Los líderes mundiales contra el cambio climático: ¿cómo ayuda la energía solar?

Siguiendo la larga tradición mitológica china, el universo se formó incubando cierta inestabilidad de origen. Cielo y caos coexistían y el cosmos venía recubierto en un inmenso huevo negro en cuyo interior latía P’an-Ku, que, al tiempo de despertar de su largo letargo, picoteó el huevo hasta romperlo. P’an-Ku era finito, mortal. Su muerte coadyuvó […]

Siguiendo la larga tradición mitológica china, el universo se formó incubando cierta inestabilidad de origen. Cielo y caos coexistían y el cosmos venía recubierto en un inmenso huevo negro en cuyo interior latía P’an-Ku, que, al tiempo de despertar de su largo letargo, picoteó el huevo hasta romperlo. P’an-Ku era finito, mortal. Su muerte coadyuvó al soplido del viento, la creación del sol y luna; de su barba brotaron estrellas, sus huesos alimentaron minerales y los mares fluyeron de su sangre. China toma apunte de esta breve reseña. La humanidad toda carga sobre su espalda el legado del ave P’an-ku a los fines de evitar mayores agravios y flagelos climáticos.

Cadalso ecológico vs horizonte pandémico.

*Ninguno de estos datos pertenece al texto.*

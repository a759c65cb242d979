//! # Calculation Equations
//!
//! The formulas behind a calculation memory, each tied to the NOM-001-SEDE
//! section it comes from. The orchestrator records every equation it
//! applies so the PDF memory can list them in an appendix.
//!
//! ## Modules
//!
//! - [`registry`] - Equation metadata and tracking for the PDF appendix
//!
//! ## References
//!
//! - NOM-001-SEDE-2012: Instalaciones Eléctricas (utilización)
//! - Chapter 10 tables: conductor dimensions, conduit areas, AC impedance

pub mod registry;

pub use registry::{
    CodeReference, Equation, EquationCategory, EquationMetadata, EquationTracker, EquationUsage, Variable,
    ALL_EQUATIONS,
};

Tiempo de energía solar.

La lucha contra la pandemia ayudó a prevenir, en buena medida, un ensanchamiento alarmante de las alteraciones climáticas. Por ejemplo, las emisiones de CO2 en China se achicaron -1,7% respecto al 2% de aumento que hubo en 2018, favorecido a su vez por el incremento de la potencia fotovoltaica extraída de la energía solar. China procurará aumentar su energía eólica y solar al orden de más de 1200 millones de kilovatios para 2030. Un proyecto inédito será poner en órbita una estación a unos 36.000 km de la superficie para maximizar autonomía seis veces superiores a las granjas solares terrestres.

Mirada vertiginosa. Datos amenzantes.

Según el Informe Mundial de Desastres 2020 el 83% de los eventos trágicos ocurridos en los últimos diez años se debieron a siniestros meteorológicos y climáticos desmesurados como anegamientos, olas de calor y sucesivas tormentas. Dichos acontecimientos causaron muerte a 410.000 almas en la última década.

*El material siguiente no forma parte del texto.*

//! # Voltage Drop
//!
//! Drop along the run for the selected conductor, using the AC impedance
//! of Chapter 10, Table 9:
//!
//! ```text
//! R_eff, X_eff = R / p, X / p
//! Z            = √(R_eff² + X_eff²)             magnitude method
//!              = R_eff·cosθ + X_eff·sinθ        power-factor method
//! ΔV           = k × I × Z × L / 1000           k = 2 | 1 | √3 | 1
//! %ΔV          = ΔV / V_ref × 100
//! ```
//!
//! Delta systems refer the drop to the phase-to-phase voltage; every other
//! topology to phase-to-neutral. A voltage given with the other reference
//! is converted with V_FF = √3 × V_FN.
//!
//! ## Example
//!
//! ```rust
//! use wirecalc_core::calculations::voltage_drop::{calculate, DropMethod, VoltageDropInput};
//! use wirecalc_core::installation::{Topology, VoltageReference};
//! use wirecalc_core::units::{Amperes, Meters, OhmsPerKm, Volts};
//!
//! let input = VoltageDropInput {
//!     resistance: OhmsPerKm(0.62),
//!     reactance: OhmsPerKm(0.148),
//!     topology: Topology::SinglePhase,
//!     parallel_per_phase: 1,
//!     length: Meters(30.0),
//!     voltage: Volts(127.0),
//!     reference: VoltageReference::PhaseToNeutral,
//!     current: Amperes(70.0),
//!     max_percent: 3.0,
//!     method: DropMethod::Magnitude,
//!     power_factor: None,
//! };
//! let result = calculate(&input).unwrap();
//! assert!((result.drop_volts - 2.677).abs() < 0.001);
//! assert!(result.compliant);
//! ```

use serde::{Deserialize, Serialize};
use tracing::warn;

use crate::errors::{CalcError, CalcResult};
use crate::installation::{Topology, VoltageReference};
use crate::units::{Amperes, Meters, OhmsPerKm, Volts};

/// How the impedance term is formed
#[derive(Debug, Clone, Copy, PartialEq, Eq, Hash, Serialize, Deserialize, Default)]
#[serde(rename_all = "kebab-case")]
pub enum DropMethod {
    /// √(R² + X²)
    #[default]
    Magnitude,
    /// R cosθ + X sinθ, when the load power factor is known
    PowerFactor,
}

impl DropMethod {
    /// Display name for reports
    pub fn display_name(&self) -> &'static str {
        match self {
            DropMethod::Magnitude => "Impedance magnitude",
            DropMethod::PowerFactor => "Effective impedance (R cosθ + X sinθ)",
        }
    }
}

/// Inputs to the voltage drop calculation
#[derive(Debug, Clone, PartialEq, Serialize, Deserialize)]
pub struct VoltageDropInput {
    /// Table resistance of one conductor
    pub resistance: OhmsPerKm,
    /// Table reactance of one conductor
    pub reactance: OhmsPerKm,
    pub topology: Topology,
    pub parallel_per_phase: u32,
    /// One-way run length
    pub length: Meters,
    /// Nominal system voltage
    pub voltage: Volts,
    /// Which voltage `voltage` refers to
    pub reference: VoltageReference,
    pub current: Amperes,
    /// Maximum allowed drop (%)
    pub max_percent: f64,
    pub method: DropMethod,
    /// Load power factor, used by [`DropMethod::PowerFactor`]
    pub power_factor: Option<f64>,
}

/// Voltage drop and compliance
#[derive(Debug, Clone, PartialEq, Serialize, Deserialize)]
pub struct VoltageDropResult {
    pub resistance_eff: OhmsPerKm,
    pub reactance_eff: OhmsPerKm,
    /// Impedance term per km (Ω/km)
    pub impedance_term: f64,
    /// Method actually applied
    pub method: DropMethod,
    /// Topology multiplier k
    pub drop_factor: f64,
    pub drop_volts: f64,
    /// Voltage the percentage is referred to
    pub reference_voltage: Volts,
    pub reference: VoltageReference,
    pub percent: f64,
    pub limit_percent: f64,
    pub compliant: bool,
}

impl VoltageDropInput {
    /// Validate input parameters.
    pub fn validate(&self) -> CalcResult<()> {
        if !self.length.0.is_finite() || self.length.0 <= 0.0 {
            return Err(CalcError::InvalidLength { length_m: self.length.0 });
        }
        if self.parallel_per_phase < 1 {
            return Err(CalcError::InvalidParallelCount {
                count: self.parallel_per_phase,
            });
        }
        if !self.max_percent.is_finite() || self.max_percent <= 0.0 {
            return Err(CalcError::InvalidLimit {
                percent: self.max_percent,
            });
        }
        if self.voltage.0 <= 0.0 {
            return Err(CalcError::InvalidVoltage {
                volts: self.voltage.0,
                reason: "voltage must be positive".to_string(),
            });
        }
        Ok(())
    }
}

/// Express `voltage` (given as `supplied`) in the reference the topology uses
pub fn reference_voltage(topology: Topology, voltage: Volts, supplied: VoltageReference) -> Volts {
    match (supplied, topology.reference()) {
        (VoltageReference::PhaseToNeutral, VoltageReference::PhaseToPhase) => voltage * 3f64.sqrt(),
        (VoltageReference::PhaseToPhase, VoltageReference::PhaseToNeutral) => voltage / 3f64.sqrt(),
        _ => voltage,
    }
}

/// Calculate the voltage drop for a run.
pub fn calculate(input: &VoltageDropInput) -> CalcResult<VoltageDropResult> {
    input.validate()?;

    let parallel = input.parallel_per_phase as f64;
    let r = input.resistance / parallel;
    let x = input.reactance / parallel;

    let magnitude = (r.0.powi(2) + x.0.powi(2)).sqrt();
    let (method, impedance_term) = match (input.method, input.power_factor) {
        (DropMethod::PowerFactor, Some(pf)) if pf > 0.0 && pf <= 1.0 => {
            let sin = (1.0 - pf * pf).sqrt();
            (DropMethod::PowerFactor, r.0 * pf + x.0 * sin)
        }
        (DropMethod::PowerFactor, pf) => {
            warn!(
                power_factor = ?pf,
                "power-factor drop method needs a power factor in (0, 1]; using impedance magnitude"
            );
            (DropMethod::Magnitude, magnitude)
        }
        (DropMethod::Magnitude, _) => (DropMethod::Magnitude, magnitude),
    };

    let drop_factor = input.topology.drop_factor();
    let drop_volts = drop_factor * input.current.0 * impedance_term * input.length.km();

    let reference = input.topology.reference();
    let reference_voltage = reference_voltage(input.topology, input.voltage, input.reference);
    let percent = drop_volts / reference_voltage.0 * 100.0;

    Ok(VoltageDropResult {
        resistance_eff: r,
        reactance_eff: x,
        impedance_term,
        method,
        drop_factor,
        drop_volts,
        reference_voltage,
        reference,
        percent,
        limit_percent: input.max_percent,
        compliant: percent <= input.max_percent,
    })
}

#[cfg(test)]
mod tests {
    use super::*;

    fn base() -> VoltageDropInput {
        VoltageDropInput {
            resistance: OhmsPerKm(0.62),
            reactance: OhmsPerKm(0.148),
            topology: Topology::SinglePhase,
            parallel_per_phase: 1,
            length: Meters(30.0),
            voltage: Volts(127.0),
            reference: VoltageReference::PhaseToNeutral,
            current: Amperes(70.0),
            max_percent: 3.0,
            method: DropMethod::Magnitude,
            power_factor: None,
        }
    }

    #[test]
    fn test_single_phase_reference_example() {
        let r = calculate(&base()).unwrap();
        assert!((r.impedance_term - 0.63742).abs() < 1e-5);
        assert!((r.drop_volts - 2.677).abs() < 1e-3);
        assert!((r.percent - 2.108).abs() < 1e-3);
        assert!(r.compliant);
        assert_eq!(r.reference_voltage, Volts(127.0));
    }

    #[test]
    fn test_parallel_halves_impedance() {
        let mut input = base();
        input.parallel_per_phase = 2;
        let r = calculate(&input).unwrap();
        assert_eq!(r.resistance_eff, OhmsPerKm(0.31));
        assert!((r.drop_volts - 2.677 / 2.0).abs() < 1e-3);
    }

    #[test]
    fn test_delta_refers_to_phase_to_phase() {
        let mut input = base();
        input.topology = Topology::Delta;
        input.voltage = Volts(127.0);
        let r = calculate(&input).unwrap();
        assert_eq!(r.reference, VoltageReference::PhaseToPhase);
        assert!((r.reference_voltage.0 - 127.0 * 3f64.sqrt()).abs() < 1e-9);

        input.reference = VoltageReference::PhaseToPhase;
        input.voltage = Volts(220.0);
        let r = calculate(&input).unwrap();
        assert_eq!(r.reference_voltage, Volts(220.0));
        assert!((r.drop_factor - 3f64.sqrt()).abs() < 1e-12);
    }

    #[test]
    fn test_wye_converts_phase_to_phase_input() {
        let mut input = base();
        input.topology = Topology::Wye;
        input.reference = VoltageReference::PhaseToPhase;
        input.voltage = Volts(220.0);
        let r = calculate(&input).unwrap();
        assert!((r.reference_voltage.0 - 220.0 / 3f64.sqrt()).abs() < 1e-9);
        assert_eq!(r.drop_factor, 1.0);
    }

    #[test]
    fn test_power_factor_method() {
        let mut input = base();
        input.method = DropMethod::PowerFactor;
        input.power_factor = Some(0.8);
        let r = calculate(&input).unwrap();
        assert_eq!(r.method, DropMethod::PowerFactor);
        assert!((r.impedance_term - (0.62 * 0.8 + 0.148 * 0.6)).abs() < 1e-9);

        // no power factor known: magnitude applies
        input.power_factor = None;
        let fallback = calculate(&input).unwrap();
        assert_eq!(fallback.method, DropMethod::Magnitude);
        assert!((fallback.impedance_term - (0.62f64.powi(2) + 0.148f64.powi(2)).sqrt()).abs() < 1e-12);

        input.power_factor = Some(1.5);
        assert_eq!(calculate(&input).unwrap().method, DropMethod::Magnitude);
    }

    #[test]
    fn test_non_compliant_limit() {
        let mut input = base();
        input.max_percent = 2.0;
        assert!(!calculate(&input).unwrap().compliant);
    }

    #[test]
    fn test_validation() {
        let mut input = base();
        input.length = Meters(0.0);
        assert!(matches!(calculate(&input), Err(CalcError::InvalidLength { .. })));

        let mut input = base();
        input.parallel_per_phase = 0;
        assert!(matches!(calculate(&input), Err(CalcError::InvalidParallelCount { .. })));

        let mut input = base();
        input.max_percent = 0.0;
        assert!(matches!(calculate(&input), Err(CalcError::InvalidLimit { .. })));
    }
}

Objetivo central: carbono neutral año 2060. Metas y desafíos frente al Acuerdo de París.

“Solidaridad, cooperación y confianza” clarea en el firmamento prometido por el presidente chino Xi Jinping con motivo de su discurso ante la Asamblea General de las Naciones Unidas comunicando una potente reducción de emisiones de dióxido de carbono por unidad de Producto Interior Bruto (PIB) para el 2060. En estos momentos el carbón representa el 58% de la energía primaria del gigante asiático. El jefe de la Fundación de Energía China Zou Ji planteó bajar a menos del 50% los niveles de emisión de carbono los próximos cinco años. Incumplir objetivos fijados en el Acuerdo de París causaría sensibles pérdidas en la riqueza global en más de un 10% en las respectivas economías de los 195 países miembros, según estudio divulgado por la revista Nature. Se piensa que las emisiones de dióxido de carbono en China alcanzarán su pináculo en 2030.

Dificultades inagotables, sectores claves para la reducción de polución planetaria.

En 2015 China emitió 10.400 toneladas de CO2 más que EE.UU. y la U.E. juntos. El 70% de la energía consumible en China se produce con carbón y alcanza una emisión mayor al 30% de dióxido de carbono sobre la atmósfera. De este modo, la industria eléctrica se erige mayor emisor de carbono adquiriendo volúmenes de alrededor del 40% de las emisiones totales en el país. Entre tanto, acero y hierro, cementos y materiales de construcción, productos químicos, metales ferrosos, son autores vigentes del 45% de las emisiones totales y deberán ser artífices del mañana en cuanto a la economía circular y su adaptabilidad a las tecnologías innovadoras, el sano ambiente y su limpidez.